TASK INSTRUCTIONS:
Count every line below that holds "please". The answer is the number alone.

[THE DATA Boundary: Start]

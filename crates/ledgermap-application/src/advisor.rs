//! Conversational mapping advisor.
//!
//! Relays free-form questions about an uploaded ledger to the completion
//! client, with a system prompt assembled from whatever reference material
//! the host application loaded: the target chart summary, established
//! mapping patterns, and the session's uploaded ledger.

use std::collections::BTreeMap;
use std::sync::Arc;

use ledgermap_core::session::UploadStore;
use ledgermap_interaction::{ChatMessage, CompletionClient};
use serde::{Deserialize, Serialize};
use tracing::{debug, info};

use crate::error::MappingError;
use crate::prompt;

// Messages containing one of these route to ledger analysis when the session
// has an uploaded ledger.
const LEDGER_QUERY_KEYWORDS: &[&str] = &[
    "map", "mapping", "analyze", "analysis", "suggest", "recommend", "accounts", "data",
];

/// Summary of the target chart of accounts, usually deserialized from a
/// reference file by the host application.
#[derive(Debug, Clone, Default, PartialEq, Serialize, Deserialize)]
pub struct ReferenceChart {
    #[serde(default)]
    pub total_accounts: usize,
    /// Class name -> sub-classes. Ordered so rendered prompts are stable.
    #[serde(default)]
    pub account_classes: BTreeMap<String, AccountClass>,
}

/// One account class of the reference chart.
#[derive(Debug, Clone, Default, PartialEq, Serialize, Deserialize)]
pub struct AccountClass {
    /// Sub-class name -> accounts in it.
    #[serde(default)]
    pub sub_classes: BTreeMap<String, Vec<ReferenceAccount>>,
}

/// A single account of the reference chart.
#[derive(Debug, Clone, PartialEq, Serialize, Deserialize)]
pub struct ReferenceAccount {
    pub account_code: String,
    pub description: String,
}

/// An established source -> target mapping used as a worked example.
#[derive(Debug, Clone, PartialEq, Serialize, Deserialize)]
pub struct MappingPattern {
    pub source_code: String,
    pub target_code: String,
    pub confidence: u8,
    pub source_description: String,
    pub target_description: String,
    pub mapping_type: String,
    pub notes: String,
}

/// One advisor chat turn.
#[derive(Debug, Clone, Default)]
pub struct ChatRequest {
    /// The new user message.
    pub message: String,
    /// Prior conversation, most recent last.
    pub conversation: Vec<ChatMessage>,
    /// Session id of an uploaded ledger, when the caller has one.
    pub session_id: Option<String>,
    /// Arbitrary mapping context the UI carries along.
    pub mapping_context: Option<serde_json::Value>,
}

impl ChatRequest {
    pub fn new(message: impl Into<String>) -> Self {
        Self {
            message: message.into(),
            ..Self::default()
        }
    }

    pub fn with_conversation(mut self, conversation: Vec<ChatMessage>) -> Self {
        self.conversation = conversation;
        self
    }

    pub fn with_session_id(mut self, session_id: impl Into<String>) -> Self {
        self.session_id = Some(session_id.into());
        self
    }

    pub fn with_mapping_context(mut self, context: serde_json::Value) -> Self {
        self.mapping_context = Some(context);
        self
    }
}

/// Conversational service over the completion client.
pub struct MappingAdvisor {
    client: Arc<dyn CompletionClient>,
    uploads: Arc<dyn UploadStore>,
    chart: Option<ReferenceChart>,
    patterns: Vec<MappingPattern>,
}

impl MappingAdvisor {
    pub fn new(client: Arc<dyn CompletionClient>, uploads: Arc<dyn UploadStore>) -> Self {
        Self {
            client,
            uploads,
            chart: None,
            patterns: Vec::new(),
        }
    }

    /// Attaches a target chart summary for the system prompt.
    pub fn with_reference_chart(mut self, chart: ReferenceChart) -> Self {
        self.chart = Some(chart);
        self
    }

    /// Attaches established mapping patterns for the system prompt.
    pub fn with_mapping_patterns(mut self, patterns: Vec<MappingPattern>) -> Self {
        self.patterns = patterns;
        self
    }

    /// Answers one chat turn.
    ///
    /// Messages that look like ledger-analysis queries are routed to
    /// [`MappingAdvisor::analyze`] when the session has an uploaded ledger;
    /// everything else goes through the general advisor system prompt.
    ///
    /// # Errors
    ///
    /// [`MappingError::EmptyMessage`] for a whitespace-only message,
    /// [`MappingError::Completion`] when the upstream call fails.
    pub async fn chat(&self, request: &ChatRequest) -> Result<String, MappingError> {
        if request.message.trim().is_empty() {
            return Err(MappingError::EmptyMessage);
        }

        let ledger = match request.session_id.as_deref() {
            Some(session_id) => self.uploads.get(session_id).await,
            None => None,
        };

        if let (Some(session_id), Some(_)) = (request.session_id.as_deref(), ledger.as_ref()) {
            if is_ledger_query(&request.message) {
                debug!(session_id, "routing chat message to ledger analysis");
                return self.analyze(session_id, &request.message).await;
            }
        }

        let system = prompt::render_advisor_system(
            self.chart.as_ref(),
            &self.patterns,
            ledger.as_ref(),
            request.mapping_context.as_ref(),
        )?;

        let mut messages = request.conversation.clone();
        messages.push(ChatMessage::user(request.message.clone()));

        info!(turns = messages.len(), "advisor chat turn");
        Ok(self.client.complete(&messages, Some(&system)).await?)
    }

    /// Runs the ledger-analysis prompt for a session's uploaded ledger.
    ///
    /// # Errors
    ///
    /// [`MappingError::SessionNotFound`] when no ledger was uploaded under
    /// `session_id`.
    pub async fn analyze(&self, session_id: &str, query: &str) -> Result<String, MappingError> {
        let ledger = self
            .uploads
            .get(session_id)
            .await
            .ok_or_else(|| MappingError::SessionNotFound(session_id.to_string()))?;

        info!(session_id, filename = %ledger.filename, "analyzing uploaded ledger");
        let analysis_prompt = prompt::render_analysis_prompt(&ledger, query)?;
        let messages = [ChatMessage::user(analysis_prompt)];
        Ok(self.client.complete(&messages, None).await?)
    }
}

fn is_ledger_query(message: &str) -> bool {
    let lower = message.to_lowercase();
    LEDGER_QUERY_KEYWORDS.iter().any(|keyword| lower.contains(keyword))
}

#[cfg(test)]
mod tests {
    use super::*;
    use async_trait::async_trait;
    use ledgermap_core::Account;
    use ledgermap_core::session::{InMemoryUploadStore, UploadedLedger};
    use ledgermap_interaction::UpstreamError;
    use std::sync::Mutex;

    /// Echoes a canned reply and records the (messages, system) pairs it saw.
    struct RecordingClient {
        reply: String,
        calls: Mutex<Vec<(Vec<ChatMessage>, Option<String>)>>,
    }

    impl RecordingClient {
        fn new(reply: &str) -> Self {
            Self {
                reply: reply.to_string(),
                calls: Mutex::new(Vec::new()),
            }
        }

        fn calls(&self) -> Vec<(Vec<ChatMessage>, Option<String>)> {
            self.calls.lock().unwrap().clone()
        }
    }

    #[async_trait]
    impl CompletionClient for RecordingClient {
        async fn complete(
            &self,
            messages: &[ChatMessage],
            system: Option<&str>,
        ) -> Result<String, UpstreamError> {
            self.calls
                .lock()
                .unwrap()
                .push((messages.to_vec(), system.map(str::to_string)));
            Ok(self.reply.clone())
        }
    }

    fn uploaded_ledger() -> UploadedLedger {
        UploadedLedger::new(
            "gl_export.csv",
            vec![Account::new("1010", "Operating Cash")],
            vec!["GL_Account".to_string(), "GL_Description".to_string()],
            Vec::new(),
        )
    }

    fn advisor(client: Arc<RecordingClient>) -> (MappingAdvisor, Arc<InMemoryUploadStore>) {
        let uploads = Arc::new(InMemoryUploadStore::new());
        (MappingAdvisor::new(client, uploads.clone()), uploads)
    }

    #[tokio::test]
    async fn blank_messages_are_rejected() {
        let client = Arc::new(RecordingClient::new("hello"));
        let (advisor, _) = advisor(client);

        let err = advisor.chat(&ChatRequest::new("   ")).await.unwrap_err();
        assert!(matches!(err, MappingError::EmptyMessage));
    }

    #[tokio::test]
    async fn chat_relays_conversation_and_system_prompt() {
        let client = Arc::new(RecordingClient::new("happy to help"));
        let (advisor, _) = advisor(client.clone());

        let request = ChatRequest::new("hello there")
            .with_conversation(vec![
                ChatMessage::user("hi"),
                ChatMessage::assistant("hello, how can I help with your mappings?"),
            ]);

        let reply = advisor.chat(&request).await.unwrap();
        assert_eq!(reply, "happy to help");

        let calls = client.calls();
        assert_eq!(calls.len(), 1);
        let (messages, system) = &calls[0];
        assert_eq!(messages.len(), 3);
        assert_eq!(messages[2].content, "hello there");
        assert!(system.as_deref().unwrap().contains("accounting cross-reference mapping"));
    }

    #[tokio::test]
    async fn chat_embeds_uploaded_ledger_context_for_known_sessions() {
        let client = Arc::new(RecordingClient::new("ok"));
        let (advisor, uploads) = advisor(client.clone());
        uploads.put("session-1", uploaded_ledger()).await;

        // "hello" avoids the analysis keywords, so this stays a plain chat
        // turn with ledger context in the system prompt.
        let request = ChatRequest::new("hello!").with_session_id("session-1");
        advisor.chat(&request).await.unwrap();

        let calls = client.calls();
        let system = calls[0].1.as_deref().unwrap();
        assert!(system.contains("UPLOADED SOURCE FILE CONTEXT"));
        assert!(system.contains("gl_export.csv"));
    }

    #[tokio::test]
    async fn ledger_queries_route_to_analysis() {
        let client = Arc::new(RecordingClient::new("analysis text"));
        let (advisor, uploads) = advisor(client.clone());
        uploads.put("session-1", uploaded_ledger()).await;

        let request = ChatRequest::new("please map my accounts").with_session_id("session-1");
        let reply = advisor.chat(&request).await.unwrap();
        assert_eq!(reply, "analysis text");

        let calls = client.calls();
        assert_eq!(calls.len(), 1);
        let (messages, system) = &calls[0];
        // Analysis goes out as a single user prompt with no system prompt.
        assert!(system.is_none());
        assert_eq!(messages.len(), 1);
        assert!(messages[0].content.contains("Based on the uploaded file 'gl_export.csv'"));
        assert!(messages[0].content.contains("please map my accounts"));
    }

    #[tokio::test]
    async fn ledger_queries_without_an_upload_fall_back_to_chat() {
        let client = Arc::new(RecordingClient::new("general reply"));
        let (advisor, _) = advisor(client.clone());

        let request = ChatRequest::new("please map my accounts").with_session_id("missing");
        advisor.chat(&request).await.unwrap();

        let calls = client.calls();
        // No upload for the session: handled as a plain chat turn.
        assert!(calls[0].1.is_some());
    }

    #[tokio::test]
    async fn analyze_unknown_session_is_a_typed_error() {
        let client = Arc::new(RecordingClient::new("unused"));
        let (advisor, _) = advisor(client);

        let err = advisor.analyze("nope", "what do we have?").await.unwrap_err();
        match err {
            MappingError::SessionNotFound(id) => assert_eq!(id, "nope"),
            other => panic!("expected SessionNotFound, got {other:?}"),
        }
    }
}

[THE DATA Boundary: End]

RESULT OF THE EXERCISE:
3